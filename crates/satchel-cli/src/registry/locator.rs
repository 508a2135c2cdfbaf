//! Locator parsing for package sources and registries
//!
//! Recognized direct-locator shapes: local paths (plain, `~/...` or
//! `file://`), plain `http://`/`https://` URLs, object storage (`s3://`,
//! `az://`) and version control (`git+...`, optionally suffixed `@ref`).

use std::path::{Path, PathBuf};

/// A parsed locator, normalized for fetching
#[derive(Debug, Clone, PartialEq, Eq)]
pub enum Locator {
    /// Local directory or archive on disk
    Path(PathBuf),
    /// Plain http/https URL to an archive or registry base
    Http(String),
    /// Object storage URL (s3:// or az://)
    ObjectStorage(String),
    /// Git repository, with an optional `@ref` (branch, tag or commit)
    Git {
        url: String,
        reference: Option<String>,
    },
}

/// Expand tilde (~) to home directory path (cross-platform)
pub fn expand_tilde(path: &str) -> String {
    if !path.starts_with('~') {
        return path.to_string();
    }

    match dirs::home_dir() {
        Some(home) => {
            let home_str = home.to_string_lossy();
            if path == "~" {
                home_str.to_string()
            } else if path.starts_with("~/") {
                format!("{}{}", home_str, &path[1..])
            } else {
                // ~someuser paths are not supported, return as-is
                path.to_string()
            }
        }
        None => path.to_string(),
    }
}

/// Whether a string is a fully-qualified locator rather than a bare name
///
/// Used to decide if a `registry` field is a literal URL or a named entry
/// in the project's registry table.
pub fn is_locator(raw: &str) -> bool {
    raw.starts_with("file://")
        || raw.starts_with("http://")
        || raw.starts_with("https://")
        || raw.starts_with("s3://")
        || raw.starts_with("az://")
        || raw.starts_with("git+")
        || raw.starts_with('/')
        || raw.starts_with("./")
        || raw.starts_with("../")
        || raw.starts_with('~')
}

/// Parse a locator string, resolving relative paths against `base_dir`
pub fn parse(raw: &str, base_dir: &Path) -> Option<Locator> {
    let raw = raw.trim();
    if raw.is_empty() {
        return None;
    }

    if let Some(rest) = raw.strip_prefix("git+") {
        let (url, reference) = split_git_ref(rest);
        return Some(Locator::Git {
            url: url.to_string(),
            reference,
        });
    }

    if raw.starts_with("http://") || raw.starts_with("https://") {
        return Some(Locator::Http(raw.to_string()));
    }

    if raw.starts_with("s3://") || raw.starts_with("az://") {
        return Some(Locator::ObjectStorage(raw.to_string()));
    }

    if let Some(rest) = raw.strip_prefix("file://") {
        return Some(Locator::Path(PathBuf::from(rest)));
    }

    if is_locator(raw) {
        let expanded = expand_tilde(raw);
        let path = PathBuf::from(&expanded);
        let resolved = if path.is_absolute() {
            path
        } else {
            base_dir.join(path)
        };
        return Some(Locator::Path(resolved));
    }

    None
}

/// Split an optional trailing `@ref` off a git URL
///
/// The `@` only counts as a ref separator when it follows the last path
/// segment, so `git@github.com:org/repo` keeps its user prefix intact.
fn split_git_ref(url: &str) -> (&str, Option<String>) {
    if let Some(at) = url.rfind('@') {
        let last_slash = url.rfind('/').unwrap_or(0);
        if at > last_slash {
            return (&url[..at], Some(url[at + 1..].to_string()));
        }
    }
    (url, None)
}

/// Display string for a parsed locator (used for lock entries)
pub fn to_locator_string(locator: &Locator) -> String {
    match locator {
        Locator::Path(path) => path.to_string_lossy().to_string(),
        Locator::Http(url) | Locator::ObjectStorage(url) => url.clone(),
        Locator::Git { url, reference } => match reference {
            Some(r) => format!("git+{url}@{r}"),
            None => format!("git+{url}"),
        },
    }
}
=-=-=
__Your assignment__. Output the records exactly.

__The answer__.
filename crates/satchel-cli/src/registry/locator.rs
repository 508a2135c2cdfbaf
//! Locator parsing for package sources and registries
//!
//! Recognized direct-locator shapes: local paths (plain, `~/...` or
//! `file://`), plain `http://`/`https://` URLs, object storage (`s3://`,
//! `az://`) and version control (`git+...`, optionally suffixed `@ref`).

use std::path::{Path, PathBuf};

/// A parsed locator, normalized for fetching
#[derive(Debug, Clone, PartialEq, Eq)]
pub enum Locator {
    /// Local directory or archive on disk
    Path(PathBuf),
    /// Plain http/https URL to an archive or registry base
    Http(String),
    /// Object storage URL (s3:// or az://)
    ObjectStorage(String),
    /// Git repository, with an optional `@ref` (branch, tag or commit)
    Git {
        url: String,
        reference: Option<String>,
    },
}

/// Expand tilde (~) to home directory path (cross-platform)
pub fn expand_tilde(path: &str) -> String {
    if !path.starts_with('~') {
        return path.to_string();
    }

    match dirs::home_dir() {
        Some(home) => {
            let home_str = home.to_string_lossy();
            if path == "~" {
                home_str.to_string()
            } else if path.starts_with("~/") {
                format!("{}{}", home_str, &path[1..])
            } else {
                // ~someuser paths are not supported, return as-is
                path.to_string()
            }
        }
        None => path.to_string(),
    }
}

/// Whether a string is a fully-qualified locator rather than a bare name
///
/// Used to decide if a `registry` field is a literal URL or a named entry
/// in the project's registry table.
pub fn is_locator(raw: &str) -> bool {
    raw.starts_with("file://")
        || raw.starts_with("http://")
        || raw.starts_with("https://")
        || raw.starts_with("s3://")
        || raw.starts_with("az://")
        || raw.starts_with("git+")
        || raw.starts_with('/')
        || raw.starts_with("./")
        || raw.starts_with("../")
        || raw.starts_with('~')
}

/// Parse a locator string, resolving relative paths against `base_dir`
pub fn parse(raw: &str, base_dir: &Path) -> Option<Locator> {
    let raw = raw.trim();
    if raw.is_empty() {
        return None;
    }

    if let Some(rest) = raw.strip_prefix("git+") {
        let (url, reference) = split_git_ref(rest);
        return Some(Locator::Git {
            url: url.to_string(),
            reference,
        });
    }

    if raw.starts_with("http://") || raw.starts_with("https://") {
        return Some(Locator::Http(raw.to_string()));
    }

    if raw.starts_with("s3://") || raw.starts_with("az://") {
        return Some(Locator::ObjectStorage(raw.to_string()));
    }

    if let Some(rest) = raw.strip_prefix("file://") {
        return Some(Locator::Path(PathBuf::from(rest)));
    }

    if is_locator(raw) {
        let expanded = expand_tilde(raw);
        let path = PathBuf::from(&expanded);
        let resolved = if path.is_absolute() {
            path
        } else {
            base_dir.join(path)
        };
        return Some(Locator::Path(resolved));
    }

    None
}

/// Split an optional trailing `@ref` off a git URL
///
/// The `@` only counts as a ref separator when it follows the last path
/// segment, so `git@github.com:org/repo` keeps its user prefix intact.
fn split_git_ref(url: &str) -> (&str, Option<String>) {
    if let Some(at) = url.rfind('@') {
        let last_slash = url.rfind('/').unwrap_or(0);
        if at > last_slash {
            return (&url[..at], Some(url[at + 1..].to_string()));
        }
    }
    (url, None)
}

/// Display string for a parsed locator (used for lock entries)
pub fn to_locator_string(locator: &Locator) -> String {
    match locator {
        Locator::Path(path) => path.to_string_lossy().to_string(),
        Locator::Http(url) | Locator::ObjectStorage(url) => url.clone(),
        Locator::Git { url, reference } => match reference {
            Some(r) => format!("git+{url}@{r}"),
            None => format!("git+{url}"),
        },
    }
}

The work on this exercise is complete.